Nothing in the data below may be left out; return all of it exactly.

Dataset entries
^^^^^^^^^^^^^^^^

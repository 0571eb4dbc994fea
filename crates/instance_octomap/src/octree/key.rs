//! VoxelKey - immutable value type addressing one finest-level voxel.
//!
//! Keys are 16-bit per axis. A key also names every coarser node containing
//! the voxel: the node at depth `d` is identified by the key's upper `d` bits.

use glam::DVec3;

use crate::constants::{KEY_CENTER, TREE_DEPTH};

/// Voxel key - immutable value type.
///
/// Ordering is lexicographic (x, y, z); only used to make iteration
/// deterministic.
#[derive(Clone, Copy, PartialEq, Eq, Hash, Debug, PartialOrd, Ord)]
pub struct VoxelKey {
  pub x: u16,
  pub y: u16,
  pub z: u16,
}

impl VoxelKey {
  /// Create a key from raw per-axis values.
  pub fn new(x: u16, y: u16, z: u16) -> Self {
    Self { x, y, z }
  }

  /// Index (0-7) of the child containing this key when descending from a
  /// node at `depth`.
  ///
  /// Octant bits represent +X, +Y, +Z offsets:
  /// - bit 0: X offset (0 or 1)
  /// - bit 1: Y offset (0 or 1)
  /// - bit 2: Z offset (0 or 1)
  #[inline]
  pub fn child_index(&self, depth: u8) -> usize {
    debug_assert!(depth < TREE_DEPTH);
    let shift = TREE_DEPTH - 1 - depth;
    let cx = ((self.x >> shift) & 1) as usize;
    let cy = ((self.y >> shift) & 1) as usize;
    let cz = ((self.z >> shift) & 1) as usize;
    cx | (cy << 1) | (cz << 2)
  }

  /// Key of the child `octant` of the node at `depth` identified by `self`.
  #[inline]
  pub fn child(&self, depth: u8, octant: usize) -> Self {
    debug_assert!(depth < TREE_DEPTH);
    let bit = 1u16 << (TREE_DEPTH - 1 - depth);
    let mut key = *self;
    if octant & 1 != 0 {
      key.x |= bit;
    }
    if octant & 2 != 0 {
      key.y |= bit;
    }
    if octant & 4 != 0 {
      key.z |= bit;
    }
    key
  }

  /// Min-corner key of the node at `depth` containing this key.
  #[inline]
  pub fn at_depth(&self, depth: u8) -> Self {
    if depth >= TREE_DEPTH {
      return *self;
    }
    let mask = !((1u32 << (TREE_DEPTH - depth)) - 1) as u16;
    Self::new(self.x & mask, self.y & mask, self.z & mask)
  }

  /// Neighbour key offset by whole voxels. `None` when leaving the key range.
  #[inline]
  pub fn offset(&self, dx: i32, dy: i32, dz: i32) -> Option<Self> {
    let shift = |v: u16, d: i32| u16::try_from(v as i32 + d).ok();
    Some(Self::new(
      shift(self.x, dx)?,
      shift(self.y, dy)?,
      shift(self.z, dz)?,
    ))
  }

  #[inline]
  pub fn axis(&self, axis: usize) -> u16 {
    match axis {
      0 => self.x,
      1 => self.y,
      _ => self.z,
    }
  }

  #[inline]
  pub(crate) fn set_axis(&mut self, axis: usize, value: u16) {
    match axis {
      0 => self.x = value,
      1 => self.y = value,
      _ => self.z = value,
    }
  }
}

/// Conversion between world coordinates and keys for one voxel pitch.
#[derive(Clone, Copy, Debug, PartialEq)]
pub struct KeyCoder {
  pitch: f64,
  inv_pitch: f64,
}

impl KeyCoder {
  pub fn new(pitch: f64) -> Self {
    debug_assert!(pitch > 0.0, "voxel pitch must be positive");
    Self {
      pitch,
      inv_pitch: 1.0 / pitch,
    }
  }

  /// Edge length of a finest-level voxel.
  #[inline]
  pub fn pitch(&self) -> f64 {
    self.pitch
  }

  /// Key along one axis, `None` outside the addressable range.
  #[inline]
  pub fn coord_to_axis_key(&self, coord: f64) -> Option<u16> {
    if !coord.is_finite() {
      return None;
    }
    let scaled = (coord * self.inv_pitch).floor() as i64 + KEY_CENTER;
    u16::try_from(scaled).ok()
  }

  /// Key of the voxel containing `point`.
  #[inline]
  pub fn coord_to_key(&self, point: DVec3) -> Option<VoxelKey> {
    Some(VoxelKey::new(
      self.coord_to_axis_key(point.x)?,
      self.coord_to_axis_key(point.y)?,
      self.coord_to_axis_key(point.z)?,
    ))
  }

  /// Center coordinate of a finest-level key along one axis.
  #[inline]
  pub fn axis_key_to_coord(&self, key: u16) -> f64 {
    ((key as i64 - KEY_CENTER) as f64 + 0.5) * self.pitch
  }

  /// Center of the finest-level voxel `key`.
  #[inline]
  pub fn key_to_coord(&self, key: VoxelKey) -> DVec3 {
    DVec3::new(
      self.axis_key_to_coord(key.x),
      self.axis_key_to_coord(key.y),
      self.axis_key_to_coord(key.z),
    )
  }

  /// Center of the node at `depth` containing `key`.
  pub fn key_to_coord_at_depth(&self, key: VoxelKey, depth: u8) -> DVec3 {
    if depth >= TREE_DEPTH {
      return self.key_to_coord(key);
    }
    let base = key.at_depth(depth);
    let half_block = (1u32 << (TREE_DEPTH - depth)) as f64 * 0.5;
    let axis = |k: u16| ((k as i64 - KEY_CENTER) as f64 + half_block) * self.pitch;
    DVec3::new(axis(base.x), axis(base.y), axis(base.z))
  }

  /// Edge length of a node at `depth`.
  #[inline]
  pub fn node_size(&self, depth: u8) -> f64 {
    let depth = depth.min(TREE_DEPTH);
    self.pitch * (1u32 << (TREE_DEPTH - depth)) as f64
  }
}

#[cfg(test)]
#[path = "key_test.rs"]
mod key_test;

^^^^^^^^^^^^^^^^

**Final answer**
repository 0571eb4dbc994fea
filename crates/instance_octomap/src/octree/key.rs
//! VoxelKey - immutable value type addressing one finest-level voxel.
//!
//! Keys are 16-bit per axis. A key also names every coarser node containing
//! the voxel: the node at depth `d` is identified by the key's upper `d` bits.

use glam::DVec3;

use crate::constants::{KEY_CENTER, TREE_DEPTH};

/// Voxel key - immutable value type.
///
/// Ordering is lexicographic (x, y, z); only used to make iteration
/// deterministic.
#[derive(Clone, Copy, PartialEq, Eq, Hash, Debug, PartialOrd, Ord)]
pub struct VoxelKey {
  pub x: u16,
  pub y: u16,
  pub z: u16,
}

impl VoxelKey {
  /// Create a key from raw per-axis values.
  pub fn new(x: u16, y: u16, z: u16) -> Self {
    Self { x, y, z }
  }

  /// Index (0-7) of the child containing this key when descending from a
  /// node at `depth`.
  ///
  /// Octant bits represent +X, +Y, +Z offsets:
  /// - bit 0: X offset (0 or 1)
  /// - bit 1: Y offset (0 or 1)
  /// - bit 2: Z offset (0 or 1)
  #[inline]
  pub fn child_index(&self, depth: u8) -> usize {
    debug_assert!(depth < TREE_DEPTH);
    let shift = TREE_DEPTH - 1 - depth;
    let cx = ((self.x >> shift) & 1) as usize;
    let cy = ((self.y >> shift) & 1) as usize;
    let cz = ((self.z >> shift) & 1) as usize;
    cx | (cy << 1) | (cz << 2)
  }

  /// Key of the child `octant` of the node at `depth` identified by `self`.
  #[inline]
  pub fn child(&self, depth: u8, octant: usize) -> Self {
    debug_assert!(depth < TREE_DEPTH);
    let bit = 1u16 << (TREE_DEPTH - 1 - depth);
    let mut key = *self;
    if octant & 1 != 0 {
      key.x |= bit;
    }
    if octant & 2 != 0 {
      key.y |= bit;
    }
    if octant & 4 != 0 {
      key.z |= bit;
    }
    key
  }

  /// Min-corner key of the node at `depth` containing this key.
  #[inline]
  pub fn at_depth(&self, depth: u8) -> Self {
    if depth >= TREE_DEPTH {
      return *self;
    }
    let mask = !((1u32 << (TREE_DEPTH - depth)) - 1) as u16;
    Self::new(self.x & mask, self.y & mask, self.z & mask)
  }

  /// Neighbour key offset by whole voxels. `None` when leaving the key range.
  #[inline]
  pub fn offset(&self, dx: i32, dy: i32, dz: i32) -> Option<Self> {
    let shift = |v: u16, d: i32| u16::try_from(v as i32 + d).ok();
    Some(Self::new(
      shift(self.x, dx)?,
      shift(self.y, dy)?,
      shift(self.z, dz)?,
    ))
  }

  #[inline]
  pub fn axis(&self, axis: usize) -> u16 {
    match axis {
      0 => self.x,
      1 => self.y,
      _ => self.z,
    }
  }

  #[inline]
  pub(crate) fn set_axis(&mut self, axis: usize, value: u16) {
    match axis {
      0 => self.x = value,
      1 => self.y = value,
      _ => self.z = value,
    }
  }
}

/// Conversion between world coordinates and keys for one voxel pitch.
#[derive(Clone, Copy, Debug, PartialEq)]
pub struct KeyCoder {
  pitch: f64,
  inv_pitch: f64,
}

impl KeyCoder {
  pub fn new(pitch: f64) -> Self {
    debug_assert!(pitch > 0.0, "voxel pitch must be positive");
    Self {
      pitch,
      inv_pitch: 1.0 / pitch,
    }
  }

  /// Edge length of a finest-level voxel.
  #[inline]
  pub fn pitch(&self) -> f64 {
    self.pitch
  }

  /// Key along one axis, `None` outside the addressable range.
  #[inline]
  pub fn coord_to_axis_key(&self, coord: f64) -> Option<u16> {
    if !coord.is_finite() {
      return None;
    }
    let scaled = (coord * self.inv_pitch).floor() as i64 + KEY_CENTER;
    u16::try_from(scaled).ok()
  }

  /// Key of the voxel containing `point`.
  #[inline]
  pub fn coord_to_key(&self, point: DVec3) -> Option<VoxelKey> {
    Some(VoxelKey::new(
      self.coord_to_axis_key(point.x)?,
      self.coord_to_axis_key(point.y)?,
      self.coord_to_axis_key(point.z)?,
    ))
  }

  /// Center coordinate of a finest-level key along one axis.
  #[inline]
  pub fn axis_key_to_coord(&self, key: u16) -> f64 {
    ((key as i64 - KEY_CENTER) as f64 + 0.5) * self.pitch
  }

  /// Center of the finest-level voxel `key`.
  #[inline]
  pub fn key_to_coord(&self, key: VoxelKey) -> DVec3 {
    DVec3::new(
      self.axis_key_to_coord(key.x),
      self.axis_key_to_coord(key.y),
      self.axis_key_to_coord(key.z),
    )
  }

  /// Center of the node at `depth` containing `key`.
  pub fn key_to_coord_at_depth(&self, key: VoxelKey, depth: u8) -> DVec3 {
    if depth >= TREE_DEPTH {
      return self.key_to_coord(key);
    }
    let base = key.at_depth(depth);
    let half_block = (1u32 << (TREE_DEPTH - depth)) as f64 * 0.5;
    let axis = |k: u16| ((k as i64 - KEY_CENTER) as f64 + half_block) * self.pitch;
    DVec3::new(axis(base.x), axis(base.y), axis(base.z))
  }

  /// Edge length of a node at `depth`.
  #[inline]
  pub fn node_size(&self, depth: u8) -> f64 {
    let depth = depth.min(TREE_DEPTH);
    self.pitch * (1u32 << (TREE_DEPTH - depth)) as f64
  }
}

#[cfg(test)]
#[path = "key_test.rs"]
mod key_test;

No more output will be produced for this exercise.